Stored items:
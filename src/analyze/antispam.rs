// src/analyze/antispam.rs
//! Near-duplicate suppression for copy-pasted shill posts.
//!
//! A post is blocked when a remembered post from the last `time_window_secs` has a
//! normalized Levenshtein similarity (`strsim`) at or above `similarity_threshold`.
//! Accepted posts are remembered, up to `memory` entries (oldest evicted first).
//! A threshold of `1.0` or more disables the filter.

use chrono::{DateTime, Duration, Utc};
use metrics::counter;
use std::collections::VecDeque;

use crate::config::ExtractSection;
use crate::ingest::types::Post;

#[derive(Clone, Debug)]
pub struct AntiSpamParams {
    pub memory: usize,
    pub similarity_threshold: f64,
    pub time_window_secs: u64,
}

impl Default for AntiSpamParams {
    fn default() -> Self {
        Self {
            memory: 512,
            similarity_threshold: 0.92,
            time_window_secs: 30 * 60,
        }
    }
}

impl AntiSpamParams {
    pub fn from_config(cfg: &ExtractSection) -> Self {
        Self {
            memory: cfg.spam_memory,
            similarity_threshold: f64::from(cfg.spam_similarity),
            time_window_secs: cfg.spam_window_secs,
        }
    }
}

#[derive(Clone, Debug)]
struct Seen {
    at: DateTime<Utc>,
    text: String,
}

#[derive(Debug)]
pub struct AntiSpam {
    params: AntiSpamParams,
    window: VecDeque<Seen>,
}

impl AntiSpam {
    pub fn new(mut params: AntiSpamParams) -> Self {
        params.memory = params.memory.max(1);
        params.time_window_secs = params.time_window_secs.max(1);
        if params.similarity_threshold.is_nan() {
            params.similarity_threshold = 1.0;
        }
        let cap = params.memory;
        Self {
            params,
            window: VecDeque::with_capacity(cap.min(1024)),
        }
    }

    pub fn enabled(&self) -> bool {
        self.params.similarity_threshold < 1.0
    }

    pub fn params(&self) -> &AntiSpamParams {
        &self.params
    }

    /// `true` if `text` observed at `at` is a near-duplicate of something recent.
    pub fn should_block(&mut self, at: DateTime<Utc>, text: &str) -> bool {
        if !self.enabled() {
            return false;
        }
        let norm = normalize(text);
        if norm.is_empty() {
            return false;
        }
        self.evict_old(at);

        let threshold = self.params.similarity_threshold;
        let horizon = self.horizon();
        if self.window.iter().rev().any(|s| {
            (at - s.at).abs() <= horizon
                && strsim::normalized_levenshtein(&norm, &s.text) >= threshold
        }) {
            return true;
        }

        if self.window.len() >= self.params.memory {
            self.window.pop_front();
        }
        self.window.push_back(Seen { at, text: norm });
        false
    }

    /// Keep posts that are not near-duplicates, oldest first. Returns (kept, blocked count).
    pub fn retain_posts(&mut self, mut posts: Vec<Post>) -> (Vec<Post>, usize) {
        posts.sort_by_key(|p| p.created_at);
        let mut kept = Vec::with_capacity(posts.len());
        let mut blocked = 0usize;
        for p in posts {
            if self.should_block(p.created_at, &p.text) {
                tracing::debug!(target: "extract", post_id = %p.id, author = %p.author, "near-duplicate post dropped");
                blocked += 1;
            } else {
                kept.push(p);
            }
        }
        counter!("extract_spam_blocked_total").increment(blocked as u64);
        (kept, blocked)
    }

    fn horizon(&self) -> Duration {
        let secs = i64::try_from(self.params.time_window_secs).unwrap_or(i64::MAX / 1000);
        Duration::seconds(secs.min(i64::MAX / 1000))
    }

    /// Entries are not time-ordered across batches, so the whole window is scanned.
    fn evict_old(&mut self, now: DateTime<Utc>) {
        let horizon = self.horizon();
        self.window
            .retain(|s| now.signed_duration_since(s.at) <= horizon);
    }
}

fn normalize(s: &str) -> String {
    s.split_whitespace()
        .filter(|w| !w.contains("://"))
        .map(str::to_lowercase)
        .collect::<Vec<_>>()
        .join(" ")
}

#[cfg(test)]
mod tests {
    use super::*;
    use chrono::TimeZone;

    fn t(min: i64) -> DateTime<Utc> {
        Utc.with_ymd_and_hms(2025, 3, 1, 12, 0, 0).unwrap() + Duration::minutes(min)
    }

    #[test]
    fn blocks_near_duplicates_within_window() {
        let mut a = AntiSpam::new(AntiSpamParams::default());
        assert!(!a.should_block(t(0), "$FROG is the next 100x gem, CA in bio"));
        assert!(a.should_block(t(1), "$FROG is the next 100x gem,  CA in bio!"));
        assert!(!a.should_block(t(2), "just bought some $FROG after the dip"));
    }

    #[test]
    fn forgets_after_time_window() {
        let mut a = AntiSpam::new(AntiSpamParams {
            time_window_secs: 600,
            ..Default::default()
        });
        assert!(!a.should_block(t(0), "$FROG sending"));
        assert!(!a.should_block(t(11), "$FROG sending"));
    }

    #[test]
    fn ignores_differing_links() {
        let mut a = AntiSpam::new(AntiSpamParams::default());
        assert!(!a.should_block(t(0), "ape $CAT now https://t.co/aaaa"));
        assert!(a.should_block(t(0), "ape $CAT now https://t.co/zzzzzzzz"));
    }

    #[test]
    fn threshold_one_disables() {
        let mut a = AntiSpam::new(AntiSpamParams {
            similarity_threshold: 1.0,
            ..Default::default()
        });
        assert!(!a.should_block(t(0), "same"));
        assert!(!a.should_block(t(0), "same"));
    }

    #[test]
    fn memory_is_bounded() {
        let mut a = AntiSpam::new(AntiSpamParams {
            memory: 1,
            ..Default::default()
        });
        assert!(!a.should_block(t(0), "first distinct shill text"));
        assert!(!a.should_block(t(0), "a completely other sentence"));
        // "first" was evicted by the capacity bound.
        assert!(!a.should_block(t(0), "first distinct shill text"));
    }

    #[test]
    fn out_of_order_posts_use_their_own_timestamps() {
        let mut a = AntiSpam::new(AntiSpamParams {
            time_window_secs: 600,
            ..Default::default()
        });
        assert!(!a.should_block(t(20), "$TOAD second wave shill text"));
        // Twenty minutes older than the remembered copy: outside the window.
        assert!(!a.should_block(t(0), "$TOAD second wave shill text"));
        assert!(!a.should_block(t(1), "$FROG first wave shill text"));
        // t(1) is stale at t(25) even though a newer entry sits in front of it.
        assert!(!a.should_block(t(25), "$FROG first wave shill text"));
        assert!(a.should_block(t(25), "$TOAD second wave shill text!"));
    }

    #[test]
    fn batch_is_filtered_in_time_order() {
        let post = |id: &str, min: i64, text: &str| Post {
            id: id.into(),
            author: "bot".into(),
            text: text.into(),
            url: None,
            created_at: t(min),
            fetched_at: t(60),
        };
        let mut a = AntiSpam::new(AntiSpamParams::default());
        let (kept, blocked) = a.retain_posts(vec![
            post("late", 10, "$FROG is the next 100x gem"),
            post("early", 0, "$FROG is the next 100x gem"),
        ]);
        assert_eq!(blocked, 1);
        assert_eq!(kept.len(), 1);
        assert_eq!(kept[0].id, "early");
    }
}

Task directions: For the word "strsim", find all matching lines in the entries above and copy them out.

Exercise result:
//! normalized Levenshtein similarity (`strsim`) at or above `similarity_threshold`.
                && strsim::normalized_levenshtein(&norm, &s.text) >= threshold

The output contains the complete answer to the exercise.